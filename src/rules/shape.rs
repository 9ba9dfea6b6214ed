//! Vector shapes: rect, ellipse, line and path
//!
//! Each shape becomes an `Image` component backed by an SVG sprite named
//! after the node's identity.

use kurbo::BezPath;

use crate::document::{ResolvedNode, ShapePrimitive};
use crate::layout::{BoundingBox, LayoutError, Pass, Point, Size};
use crate::output::{Asset, Color, Component};

use super::svg::shape_markup;
use super::{ObjectRule, RuleOutput};

pub struct ShapeRule;

impl ShapeRule {
    pub fn sprite_name(node: &ResolvedNode) -> String {
        format!("{}.svg", node.key())
    }
}

impl ObjectRule for ShapeRule {
    fn name(&self) -> &str {
        "shape"
    }

    fn matches(&self, node: &ResolvedNode) -> bool {
        node.kind.is_shape() && node.shape.is_some()
    }

    fn size(&self, node: &ResolvedNode, position: Point) -> BoundingBox {
        let local = node
            .shape
            .as_ref()
            .map(|shape| local_bounds(&shape.primitive))
            .unwrap_or_default();
        BoundingBox::new(
            position.x + local.x,
            position.y + local.y,
            local.width,
            local.height,
        )
    }

    fn emit(&self, node: &ResolvedNode, _size: Size) -> Result<RuleOutput, LayoutError> {
        let Some(shape) = node.shape.as_ref() else {
            return Err(LayoutError::unknown_kind(node, Pass::Emission));
        };
        let style = node.style.as_ref();
        let color = style.and_then(|style| {
            style
                .fill_color()
                .map(|rgb| Color::from_rgb(rgb, style.opacity.unwrap_or(1.0)))
        });

        let sprite = Self::sprite_name(node);
        let markup = shape_markup(shape, &local_bounds(&shape.primitive), style);

        Ok(RuleOutput {
            components: vec![Component::Image {
                sprite: Some(sprite.clone()),
                color,
            }],
            assets: vec![Asset::sprite(sprite, markup.into_bytes())],
        })
    }
}

/// Bounds of a shape in its own local space
pub fn local_bounds(primitive: &ShapePrimitive) -> BoundingBox {
    match primitive {
        ShapePrimitive::Rect {
            x,
            y,
            width,
            height,
        } => BoundingBox::new(*x, *y, *width, *height),
        ShapePrimitive::Ellipse { cx, cy, rx, ry } => {
            BoundingBox::from_min_max(cx - rx, cy - ry, cx + rx, cy + ry)
        }
        ShapePrimitive::Line { x1, y1, x2, y2 } => {
            BoundingBox::from_min_max(x1.min(*x2), y1.min(*y2), x1.max(*x2), y1.max(*y2))
        }
        ShapePrimitive::Path { path } => path_bounds(path).unwrap_or_default(),
    }
}

/// Envelope of every point and control point in SVG path data
///
/// Arcs are approximated by cubic segments first, so their control points
/// count too. Returns `None` for data that does not parse or draws nothing.
pub fn path_bounds(d: &str) -> Option<BoundingBox> {
    let path = BezPath::from_svg(d).ok()?;
    if path.elements().is_empty() {
        return None;
    }
    let rect = path.control_box();
    Some(BoundingBox::from_min_max(rect.x0, rect.y0, rect.x1, rect.y1))
}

****************************************

## Task to complete
Write out the records in full, exactly as they appear above.

## Written solution
filename src/rules/shape.rs
repository 9ba9dfea6b6214ed
//! Vector shapes: rect, ellipse, line and path
//!
//! Each shape becomes an `Image` component backed by an SVG sprite named
//! after the node's identity.

use kurbo::BezPath;

use crate::document::{ResolvedNode, ShapePrimitive};
use crate::layout::{BoundingBox, LayoutError, Pass, Point, Size};
use crate::output::{Asset, Color, Component};

use super::svg::shape_markup;
use super::{ObjectRule, RuleOutput};

pub struct ShapeRule;

impl ShapeRule {
    pub fn sprite_name(node: &ResolvedNode) -> String {
        format!("{}.svg", node.key())
    }
}

impl ObjectRule for ShapeRule {
    fn name(&self) -> &str {
        "shape"
    }

    fn matches(&self, node: &ResolvedNode) -> bool {
        node.kind.is_shape() && node.shape.is_some()
    }

    fn size(&self, node: &ResolvedNode, position: Point) -> BoundingBox {
        let local = node
            .shape
            .as_ref()
            .map(|shape| local_bounds(&shape.primitive))
            .unwrap_or_default();
        BoundingBox::new(
            position.x + local.x,
            position.y + local.y,
            local.width,
            local.height,
        )
    }

    fn emit(&self, node: &ResolvedNode, _size: Size) -> Result<RuleOutput, LayoutError> {
        let Some(shape) = node.shape.as_ref() else {
            return Err(LayoutError::unknown_kind(node, Pass::Emission));
        };
        let style = node.style.as_ref();
        let color = style.and_then(|style| {
            style
                .fill_color()
                .map(|rgb| Color::from_rgb(rgb, style.opacity.unwrap_or(1.0)))
        });

        let sprite = Self::sprite_name(node);
        let markup = shape_markup(shape, &local_bounds(&shape.primitive), style);

        Ok(RuleOutput {
            components: vec![Component::Image {
                sprite: Some(sprite.clone()),
                color,
            }],
            assets: vec![Asset::sprite(sprite, markup.into_bytes())],
        })
    }
}

/// Bounds of a shape in its own local space
pub fn local_bounds(primitive: &ShapePrimitive) -> BoundingBox {
    match primitive {
        ShapePrimitive::Rect {
            x,
            y,
            width,
            height,
        } => BoundingBox::new(*x, *y, *width, *height),
        ShapePrimitive::Ellipse { cx, cy, rx, ry } => {
            BoundingBox::from_min_max(cx - rx, cy - ry, cx + rx, cy + ry)
        }
        ShapePrimitive::Line { x1, y1, x2, y2 } => {
            BoundingBox::from_min_max(x1.min(*x2), y1.min(*y2), x1.max(*x2), y1.max(*y2))
        }
        ShapePrimitive::Path { path } => path_bounds(path).unwrap_or_default(),
    }
}

/// Envelope of every point and control point in SVG path data
///
/// Arcs are approximated by cubic segments first, so their control points
/// count too. Returns `None` for data that does not parse or draws nothing.
pub fn path_bounds(d: &str) -> Option<BoundingBox> {
    let path = BezPath::from_svg(d).ok()?;
    if path.elements().is_empty() {
        return None;
    }
    let rect = path.control_box();
    Some(BoundingBox::from_min_max(rect.x0, rect.y0, rect.x1, rect.y1))
}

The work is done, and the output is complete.